■ **Stored data entries**

━━━

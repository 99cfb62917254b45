pub mod checklist;
pub mod config;
pub mod output;
pub mod scoring;
pub mod store;
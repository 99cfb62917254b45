use serde::Serialize;
use std::fmt;

use super::engine::SectionScore;

/// Letter grade, ordered worst to best.
#[derive(Debug, Clone, Copy, PartialEq, Eq, PartialOrd, Ord, Hash)]
pub enum LetterGrade {
    F,
    D,
    C,
    CPlus,
    BMinus,
    B,
    BPlus,
    AMinus,
    A,
    APlus,
}

impl LetterGrade {
    pub fn as_str(&self) -> &'static str {
        match self {
            LetterGrade::APlus => "A+",
            LetterGrade::A => "A",
            LetterGrade::AMinus => "A-",
            LetterGrade::BPlus => "B+",
            LetterGrade::B => "B",
            LetterGrade::BMinus => "B-",
            LetterGrade::CPlus => "C+",
            LetterGrade::C => "C",
            LetterGrade::D => "D",
            LetterGrade::F => "F",
        }
    }
}

impl fmt::Display for LetterGrade {
    fn fmt(&self, f: &mut fmt::Formatter<'_>) -> fmt::Result {
        f.write_str(self.as_str())
    }
}

impl Serialize for LetterGrade {
    fn serialize<S: serde::Serializer>(&self, serializer: S) -> Result<S::Ok, S::Error> {
        serializer.serialize_str(self.as_str())
    }
}

#[derive(Debug, Clone, Copy, PartialEq, Serialize)]
pub struct Grade {
    pub grade: LetterGrade,
    pub description: &'static str,
    /// Hex display color, e.g. `#22c55e`.
    pub color: &'static str,
}

impl Grade {
    /// Display color as an RGB triple.
    pub fn rgb(&self) -> (u8, u8, u8) {
        let hex = self.color.trim_start_matches('#');
        let channel = |i: usize| {
            hex.get(i..i + 2)
                .and_then(|c| u8::from_str_radix(c, 16).ok())
                .unwrap_or(0)
        };
        (channel(0), channel(2), channel(4))
    }
}

// Descending thresholds; the first one met wins.
const LADDER: [(f64, LetterGrade, &str, &str); 9] = [
    (95.0, LetterGrade::APlus, "Excellent", "#22c55e"),
    (90.0, LetterGrade::A, "Very Good", "#16a34a"),
    (85.0, LetterGrade::AMinus, "Good", "#15803d"),
    (80.0, LetterGrade::BPlus, "Above Average", "#65a30d"),
    (75.0, LetterGrade::B, "Average", "#84cc16"),
    (70.0, LetterGrade::BMinus, "Below Average", "#a3a3a3"),
    (65.0, LetterGrade::CPlus, "Fair", "#f59e0b"),
    (60.0, LetterGrade::C, "Needs Improvement", "#f97316"),
    (50.0, LetterGrade::D, "Poor", "#ef4444"),
];

/// Map a percentage onto the letter grade ladder. Anything below 50, NaN
/// included, is an F.
pub fn grade(percentage: f64) -> Grade {
    LADDER
        .iter()
        .find(|(threshold, ..)| percentage >= *threshold)
        .map(|&(_, grade, description, color)| Grade {
            grade,
            description,
            color,
        })
        .unwrap_or(Grade {
            grade: LetterGrade::F,
            description: "Failing",
            color: "#dc2626",
        })
}

#[derive(Debug, Clone, Default, PartialEq, Serialize)]
pub struct Recommendations {
    pub strengths: Vec<String>,
    pub improvements: Vec<String>,
    pub priorities: Vec<String>,
}

impl Recommendations {
    pub fn is_empty(&self) -> bool {
        self.strengths.is_empty() && self.improvements.is_empty() && self.priorities.is_empty()
    }
}

/// Sort sections into strengths (>= 85%), priorities (< 60%) and
/// improvements (60-75%). Sections between 75% and 85% are left out.
pub fn recommendations(section_scores: &[SectionScore]) -> Recommendations {
    let mut recs = Recommendations::default();

    for section in section_scores {
        let p = section.percentage;
        if p >= 85.0 {
            recs.strengths.push(format!(
                "Strong performance in {} ({:.1}%)",
                section.section_title, p
            ));
        } else if p < 60.0 {
            recs.priorities.push(format!(
                "Critical improvement needed in {} ({:.1}%)",
                section.section_title, p
            ));
        } else if p < 75.0 {
            recs.improvements.push(format!(
                "Room for improvement in {} ({:.1}%)",
                section.section_title, p
            ));
        }
    }

    recs
}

━━━

■ **WHAT YOU WILL DO**
What is needed is an exact reproduction of the data.

■ **THE ANSWER**
repository 99cfb62917254b45
pub mod checklist;
pub mod config;
pub mod output;
pub mod scoring;
pub mod store;
repository 99cfb62917254b45
use serde::Serialize;
use std::fmt;

use super::engine::SectionScore;

/// Letter grade, ordered worst to best.
#[derive(Debug, Clone, Copy, PartialEq, Eq, PartialOrd, Ord, Hash)]
pub enum LetterGrade {
    F,
    D,
    C,
    CPlus,
    BMinus,
    B,
    BPlus,
    AMinus,
    A,
    APlus,
}

impl LetterGrade {
    pub fn as_str(&self) -> &'static str {
        match self {
            LetterGrade::APlus => "A+",
            LetterGrade::A => "A",
            LetterGrade::AMinus => "A-",
            LetterGrade::BPlus => "B+",
            LetterGrade::B => "B",
            LetterGrade::BMinus => "B-",
            LetterGrade::CPlus => "C+",
            LetterGrade::C => "C",
            LetterGrade::D => "D",
            LetterGrade::F => "F",
        }
    }
}

impl fmt::Display for LetterGrade {
    fn fmt(&self, f: &mut fmt::Formatter<'_>) -> fmt::Result {
        f.write_str(self.as_str())
    }
}

impl Serialize for LetterGrade {
    fn serialize<S: serde::Serializer>(&self, serializer: S) -> Result<S::Ok, S::Error> {
        serializer.serialize_str(self.as_str())
    }
}

#[derive(Debug, Clone, Copy, PartialEq, Serialize)]
pub struct Grade {
    pub grade: LetterGrade,
    pub description: &'static str,
    /// Hex display color, e.g. `#22c55e`.
    pub color: &'static str,
}

impl Grade {
    /// Display color as an RGB triple.
    pub fn rgb(&self) -> (u8, u8, u8) {
        let hex = self.color.trim_start_matches('#');
        let channel = |i: usize| {
            hex.get(i..i + 2)
                .and_then(|c| u8::from_str_radix(c, 16).ok())
                .unwrap_or(0)
        };
        (channel(0), channel(2), channel(4))
    }
}

// Descending thresholds; the first one met wins.
const LADDER: [(f64, LetterGrade, &str, &str); 9] = [
    (95.0, LetterGrade::APlus, "Excellent", "#22c55e"),
    (90.0, LetterGrade::A, "Very Good", "#16a34a"),
    (85.0, LetterGrade::AMinus, "Good", "#15803d"),
    (80.0, LetterGrade::BPlus, "Above Average", "#65a30d"),
    (75.0, LetterGrade::B, "Average", "#84cc16"),
    (70.0, LetterGrade::BMinus, "Below Average", "#a3a3a3"),
    (65.0, LetterGrade::CPlus, "Fair", "#f59e0b"),
    (60.0, LetterGrade::C, "Needs Improvement", "#f97316"),
    (50.0, LetterGrade::D, "Poor", "#ef4444"),
];

/// Map a percentage onto the letter grade ladder. Anything below 50, NaN
/// included, is an F.
pub fn grade(percentage: f64) -> Grade {
    LADDER
        .iter()
        .find(|(threshold, ..)| percentage >= *threshold)
        .map(|&(_, grade, description, color)| Grade {
            grade,
            description,
            color,
        })
        .unwrap_or(Grade {
            grade: LetterGrade::F,
            description: "Failing",
            color: "#dc2626",
        })
}

#[derive(Debug, Clone, Default, PartialEq, Serialize)]
pub struct Recommendations {
    pub strengths: Vec<String>,
    pub improvements: Vec<String>,
    pub priorities: Vec<String>,
}

impl Recommendations {
    pub fn is_empty(&self) -> bool {
        self.strengths.is_empty() && self.improvements.is_empty() && self.priorities.is_empty()
    }
}

/// Sort sections into strengths (>= 85%), priorities (< 60%) and
/// improvements (60-75%). Sections between 75% and 85% are left out.
pub fn recommendations(section_scores: &[SectionScore]) -> Recommendations {
    let mut recs = Recommendations::default();

    for section in section_scores {
        let p = section.percentage;
        if p >= 85.0 {
            recs.strengths.push(format!(
                "Strong performance in {} ({:.1}%)",
                section.section_title, p
            ));
        } else if p < 60.0 {
            recs.priorities.push(format!(
                "Critical improvement needed in {} ({:.1}%)",
                section.section_title, p
            ));
        } else if p < 75.0 {
            recs.improvements.push(format!(
                "Room for improvement in {} ({:.1}%)",
                section.section_title, p
            ));
        }
    }

    recs
}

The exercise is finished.